- _Task prompt_
Copy out each line of the data that includes the string "anyhow".
Material for this task section start
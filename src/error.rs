//! Unified error handling for the ontosearch crate
//!
//! Domain errors are consolidated into a single [`Error`] enum while the
//! domain-specific types stay available for callers that need them.
//!
//! # Architecture
//!
//! - [`ErrorClass`] - Common interface implemented by all error types
//! - [`ErrorCategory`] - How the build reacts to an error
//! - [`Error`] - Unified error enum wrapping all domain-specific errors
//!
//! A build aborts on the first error that is not recoverable (an unreachable
//! ontology or metadata source, a broken output database). Recoverable
//! errors are logged and the build carries on with a smaller result.

use std::io;
use thiserror::Error;

pub use crate::ontology::error::OntologyError;
pub use crate::utils::error::FetchError;

/// Common trait for all ontosearch error types
pub trait ErrorClass: std::error::Error {
    /// Check if the build can continue past this error
    fn is_recoverable(&self) -> bool;

    /// Get the error category for handling strategies
    fn category(&self) -> ErrorCategory;
}

/// Classification of errors for handling strategies
#[derive(Debug, Clone, Copy, PartialEq, Eq, Hash)]
pub enum ErrorCategory {
    /// An upstream service or file could not be reached
    Upstream,
    /// Input data that is skipped rather than stored
    DataQuality,
    /// SQLite and filesystem errors
    Storage,
    /// Malformed delimited, JSON or XML input
    Parsing,
    /// Configuration and validation errors
    Config,
}

impl ErrorCategory {
    pub fn description(&self) -> &'static str {
        match self {
            Self::Upstream => "upstream unavailable",
            Self::DataQuality => "data quality",
            Self::Storage => "storage",
            Self::Parsing => "parsing",
            Self::Config => "configuration",
        }
    }
}

/// Unified error type for the ontosearch crate
#[derive(Error, Debug)]
pub enum Error {
    /// Upstream fetch errors
    #[error("Fetch error: {0}")]
    Fetch(#[from] FetchError),

    /// Ontology extraction and count errors
    #[error("Ontology error: {0}")]
    Ontology(#[from] OntologyError),

    /// Database errors
    #[error("Database error: {0}")]
    Database(#[from] rusqlite::Error),

    /// Delimited file errors
    #[error("Delimited file error: {0}")]
    Csv(#[from] csv::Error),

    /// I/O errors
    #[error("I/O error: {0}")]
    Io(#[from] io::Error),

    /// JSON serialization/deserialization errors
    #[error("JSON error: {0}")]
    Json(#[from] serde_json::Error),

    /// Configuration errors
    #[error("Config error: {0}")]
    Config(String),
}

impl ErrorClass for Error {
    fn is_recoverable(&self) -> bool {
        match self {
            Self::Fetch(e) => e.is_recoverable(),
            Self::Ontology(e) => e.is_recoverable(),
            Self::Database(_) | Self::Io(_) | Self::Config(_) => false,
            Self::Csv(_) | Self::Json(_) => false,
        }
    }

    fn category(&self) -> ErrorCategory {
        match self {
            Self::Fetch(e) => e.category(),
            Self::Ontology(e) => e.category(),
            Self::Database(_) | Self::Io(_) => ErrorCategory::Storage,
            Self::Csv(_) | Self::Json(_) => ErrorCategory::Parsing,
            Self::Config(_) => ErrorCategory::Config,
        }
    }
}

impl Error {
    /// Create a configuration error
    pub fn config(msg: impl Into<String>) -> Self {
        Self::Config(msg.into())
    }
}

/// Result type alias using the unified Error type
pub type Result<T> = std::result::Result<T, Error>;

/// Category of the first classified error in an `anyhow` chain
pub fn classify(err: &anyhow::Error) -> Option<ErrorCategory> {
    err.chain().find_map(|cause| {
        if let Some(e) = cause.downcast_ref::<Error>() {
            return Some(e.category());
        }
        if let Some(e) = cause.downcast_ref::<OntologyError>() {
            return Some(e.category());
        }
        cause.downcast_ref::<FetchError>().map(ErrorClass::category)
    })
}
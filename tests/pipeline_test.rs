//! End-to-end build tests over the fixture ontology and metadata

mod common;

use std::collections::BTreeMap;

use ontosearch::config::{AdditionalTable, OntologySource};
use ontosearch::error::{classify, ErrorCategory};
use ontosearch::pipeline::{build_database, clean_resources, write_report, BuildContext, BuildReport};
use ontosearch::storage::{Database, QueryTables, TermQuery};
use ontosearch::table::Value;
use tempfile::TempDir;
use wiremock::matchers::{method, path, query_param};
use wiremock::{Mock, MockServer, ResponseTemplate};

async fn run(config: ontosearch::config::Config) -> BuildReport {
    let ctx = BuildContext::new(config).unwrap();
    build_database(&ctx).await.unwrap()
}

/// `IRI → (Direct, Inherited)` of the labels table
fn label_counts(db: &Database, table: &str) -> BTreeMap<String, (i64, i64)> {
    let labels = db.read_table(table).unwrap();
    (0..labels.len())
        .map(|row| {
            let int = |column: &str| match labels.get(row, column) {
                Some(Value::Integer(i)) => *i,
                other => panic!("unexpected {column} value {other:?}"),
            };
            let iri = labels.get(row, "IRI").and_then(Value::as_text).unwrap();
            (iri, (int("Direct"), int("Inherited")))
        })
        .collect()
}

#[tokio::test]
async fn test_build_creates_all_tables() {
    let dir = TempDir::new().unwrap();
    let config = common::test_config(dir.path());
    let db_path = config.database_path();

    let report = run(config).await;

    let expected = [
        ("ieu_metadata", 5),
        ("mini_edges", 2),
        ("mini_entailed_edges", 8),
        ("mini_dbxrefs", 1),
        ("mini_synonyms", 1),
        ("mini_version", 1),
        ("ieu_mappings", 4),
        ("mini_labels", 4),
    ];
    let db = Database::open(&db_path).unwrap();
    for (table, rows) in expected {
        assert_eq!(db.row_count(table).unwrap(), rows, "{table}");
        assert_eq!(report.tables[table], rows, "{table}");
    }
    assert!(!db.has_table("ieu_references").unwrap(), "lookups are disabled");

    assert_eq!(report.mappings, 4);
    assert_eq!(report.unmatched_mappings(), 0);
    assert_eq!(report.ontologies[0].version, "2024-01-01");
    assert_eq!(report.ontologies[0].counts.blocked_terms, 1);
    assert!(report.references.is_none());

    let version = db.read_table("mini_version").unwrap();
    assert_eq!(version.get(0, "version"), Some(&Value::Text("2024-01-01".into())));

    let counts = label_counts(&db, "mini_labels");
    assert_eq!(counts[&common::iri("1")], (0, 2));
    assert_eq!(counts[&common::iri("2")], (1, 1));
    assert_eq!(counts[&common::iri("3")], (1, 0));
    assert_eq!(counts[&common::iri("4")], (2, 0));

    // derived tables are kept next to the database
    let resources = dir.path().join("resources");
    assert!(resources.join("mini_edges.tsv").is_file());
    assert!(resources.join("mini_mappings_counts.tsv").is_file());
    assert!(resources.join("ieu_mappings.tsv").is_file());
}

#[tokio::test]
async fn test_build_mappings_by_label_and_synonym() {
    let dir = TempDir::new().unwrap();
    let config = common::test_config(dir.path());
    let db_path = config.database_path();
    run(config).await;

    let db = Database::open(&db_path).unwrap();
    let mappings = db
        .query(
            "SELECT SourceTermID, MappedTermCURIE, MappingScore FROM ieu_mappings ORDER BY SourceTermID",
            &[],
        )
        .unwrap();
    let rows: Vec<(String, String, f64)> = mappings
        .rows()
        .iter()
        .map(|r| (r[0].as_text().unwrap(), r[1].as_text().unwrap(), r[2].as_f64().unwrap()))
        .collect();

    assert_eq!(
        rows,
        vec![
            ("ieu-a-1".into(), "T:3".into(), 1.0),
            ("ieu-a-2".into(), "T:2".into(), 1.0),
            ("ieu-a-3".into(), "T:4".into(), 1.0),
            ("ieu-a-4".into(), "T:4".into(), 0.9),
        ]
    );

    // the built database answers term queries
    let query = TermQuery::new("T:1").include_descendants(true);
    let records = db
        .records_annotated_with(&query, &QueryTables::for_dataset("ieu", "mini"))
        .unwrap();
    let ids: Vec<&str> = records.iter().map(|r| r.source_term_id.as_str()).collect();
    assert_eq!(ids, vec!["ieu-a-1", "ieu-a-2"]);
}

#[tokio::test]
async fn test_rebuild_is_idempotent() {
    let dir = TempDir::new().unwrap();
    let config = common::test_config(dir.path());
    let db_path = config.database_path();

    let first = run(config.clone()).await;
    let first_counts = label_counts(&Database::open(&db_path).unwrap(), "mini_labels");

    let second = run(config).await;
    let second_counts = label_counts(&Database::open(&db_path).unwrap(), "mini_labels");

    assert_eq!(first.tables, second.tables);
    assert_eq!(first.ontologies, second.ontologies);
    assert_eq!(first_counts, second_counts);
}

#[tokio::test]
async fn test_build_with_references() {
    let mock_server = MockServer::start().await;
    Mock::given(method("GET"))
        .and(path("/efetch.fcgi"))
        .and(query_param("id", "111"))
        .respond_with(ResponseTemplate::new(200).set_body_string(
            "<PubmedArticleSet><PubmedArticle><Article>\
             <Journal><JournalIssue><PubDate><Year>2020</Year></PubDate></JournalIssue>\
             <Title>PLoS Genetics</Title></Journal>\
             <ArticleTitle>Lung cancer susceptibility</ArticleTitle>\
             </Article></PubmedArticle></PubmedArticleSet>",
        ))
        .expect(1)
        .mount(&mock_server)
        .await;
    Mock::given(method("GET"))
        .and(path("/efetch.fcgi"))
        .and(query_param("id", "222"))
        .respond_with(ResponseTemplate::new(500))
        .expect(2)
        .mount(&mock_server)
        .await;

    let dir = TempDir::new().unwrap();
    let mut config = common::test_config(dir.path());
    config.pubmed.enabled = true;
    config.pubmed.base_url = mock_server.uri();
    config.pubmed.requests_per_second = 100;
    config.pubmed.retry_delay_ms = 10;
    config.pubmed.timeout_secs = 5;
    let db_path = config.database_path();

    let report = run(config).await;

    let references = report.references.unwrap();
    assert_eq!(references.requested, 2);
    assert_eq!(references.fetched, 1);
    assert_eq!(references.skipped, vec!["222".to_string()]);

    let db = Database::open(&db_path).unwrap();
    let table = db.read_table("ieu_references").unwrap();
    assert_eq!(table.len(), 1);
    assert_eq!(table.columns(), ["pmid", "Journal", "Title", "Abstract", "Year", "URL"]);
    assert_eq!(
        table.get(0, "URL"),
        Some(&Value::Text("https://ncbi.nlm.nih.gov/pubmed/111".into()))
    );
    assert!(dir.path().join("resources").join("ieu_references.tsv").is_file());
}

#[tokio::test]
async fn test_precomputed_mappings_with_unknown_target() {
    let dir = TempDir::new().unwrap();
    let mappings = dir.path().join("ieu_mappings.csv");
    std::fs::write(
        &mappings,
        format!(
            "# Date and time run: 2024-01-01\n\
             Source Term ID,Source Term,Mapped Term Label,Mapped Term CURIE,Mapped Term IRI,Mapping Score\n\
             ieu-a-1,Lung cancer,lung cancer,T:3,{},0.95\n\
             ieu-a-5,Height,height,T:99,{},0.8\n\
             ieu-a-2,Cancer,cancer,T:2,{},0.3\n",
            common::iri("3"),
            common::iri("99"),
            common::iri("2"),
        ),
    )
    .unwrap();

    let mut config = common::test_config(dir.path());
    config.mapping.mappings_file = Some(mappings);
    let db_path = config.database_path();

    let report = run(config).await;

    // the low-scoring row is dropped, the unknown target is kept but not counted
    assert_eq!(report.mappings, 2);
    assert_eq!(report.unmatched_mappings(), 1);
    assert_eq!(report.ontologies[0].counts.unmatched_targets, vec![common::iri("99")]);

    let counts = label_counts(&Database::open(&db_path).unwrap(), "mini_labels");
    assert_eq!(counts[&common::iri("1")], (0, 1));
    assert_eq!(counts[&common::iri("3")], (1, 0));
}

#[tokio::test]
async fn test_additional_ontology_does_not_report_primary_mappings() {
    let dir = TempDir::new().unwrap();
    let extra = common::create_extra_fixture(dir.path());
    let mut config = common::test_config(dir.path());
    config.ontology.additional = vec![OntologySource {
        name: "extra".into(),
        location: Some(extra.to_string_lossy().into_owned()),
    }];
    let db_path = config.database_path();

    let report = run(config).await;

    assert_eq!(report.mappings, 4);
    assert_eq!(report.ontologies.len(), 2);
    assert_eq!(report.ontologies[1].name, "extra");
    assert_eq!(report.ontologies[1].counts.matched_mappings, 0);
    assert_eq!(report.ontologies[1].counts.unmatched_mappings, 0);
    assert_eq!(report.unmatched_mappings(), 0);

    let db = Database::open(&db_path).unwrap();
    let counts = label_counts(&db, "extra_labels");
    assert_eq!(counts.len(), 2);
    assert!(counts.values().all(|c| *c == (0, 0)));
    assert_eq!(label_counts(&db, "mini_labels")[&common::iri("1")], (0, 2));
}

#[tokio::test]
async fn test_unreachable_ontology_is_fatal() {
    let dir = TempDir::new().unwrap();
    let mut config = common::test_config(dir.path());
    config.ontology.semsql_location = Some(dir.path().join("missing.db").to_string_lossy().into_owned());

    let ctx = BuildContext::new(config).unwrap();
    let err = build_database(&ctx).await.unwrap_err();
    assert!(format!("{err:#}").contains("mini"));
    assert_eq!(classify(&err), Some(ErrorCategory::Upstream));
}

#[tokio::test]
async fn test_missing_metadata_column_is_fatal() {
    let dir = TempDir::new().unwrap();
    let mut config = common::test_config(dir.path());
    config.metadata.source_column = "phenotype".into();

    let ctx = BuildContext::new(config).unwrap();
    assert!(build_database(&ctx).await.is_err());
}

#[tokio::test]
async fn test_additional_table_and_report() {
    let dir = TempDir::new().unwrap();
    let extra = dir.path().join("studies.tsv");
    std::fs::write(&extra, "study id\tpopulation\nieu-a-1\tEuropean\nieu-a-2\tEast Asian\n").unwrap();

    let mut config = common::test_config(dir.path());
    config.build.additional_tables.push(AdditionalTable {
        name: "ieu_studies".into(),
        path: extra,
    });
    let db_path = config.database_path();

    let report = run(config).await;
    assert_eq!(report.tables["ieu_studies"], 2);

    let db = Database::open(&db_path).unwrap();
    let studies = db.read_table("ieu_studies").unwrap();
    assert_eq!(studies.columns(), ["studyid", "population"]);

    let report_path = dir.path().join("report.json");
    write_report(&report, &report_path).unwrap();
    let parsed: BuildReport =
        serde_json::from_str(&std::fs::read_to_string(&report_path).unwrap()).unwrap();
    assert_eq!(parsed.tables, report.tables);
    assert_eq!(parsed.mappings, report.mappings);
}

#[tokio::test]
async fn test_clean_after_build() {
    let dir = TempDir::new().unwrap();
    let config = common::test_config(dir.path());
    let db_path = config.database_path();
    run(config.clone()).await;
    assert!(db_path.is_file());

    let removed = clean_resources(&config, true).unwrap();
    assert!(removed.contains(&db_path));
    assert!(!db_path.is_file());
    assert!(!dir.path().join("resources").join("mini_labels.tsv").exists());

    // the fixture ontology is a local file, never a download to remove
    assert!(dir.path().join("mini.db").is_file());
}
Material for this task section end
- _Output below_
/// Category of the first classified error in an `anyhow` chain
pub fn classify(err: &anyhow::Error) -> Option<ErrorCategory> {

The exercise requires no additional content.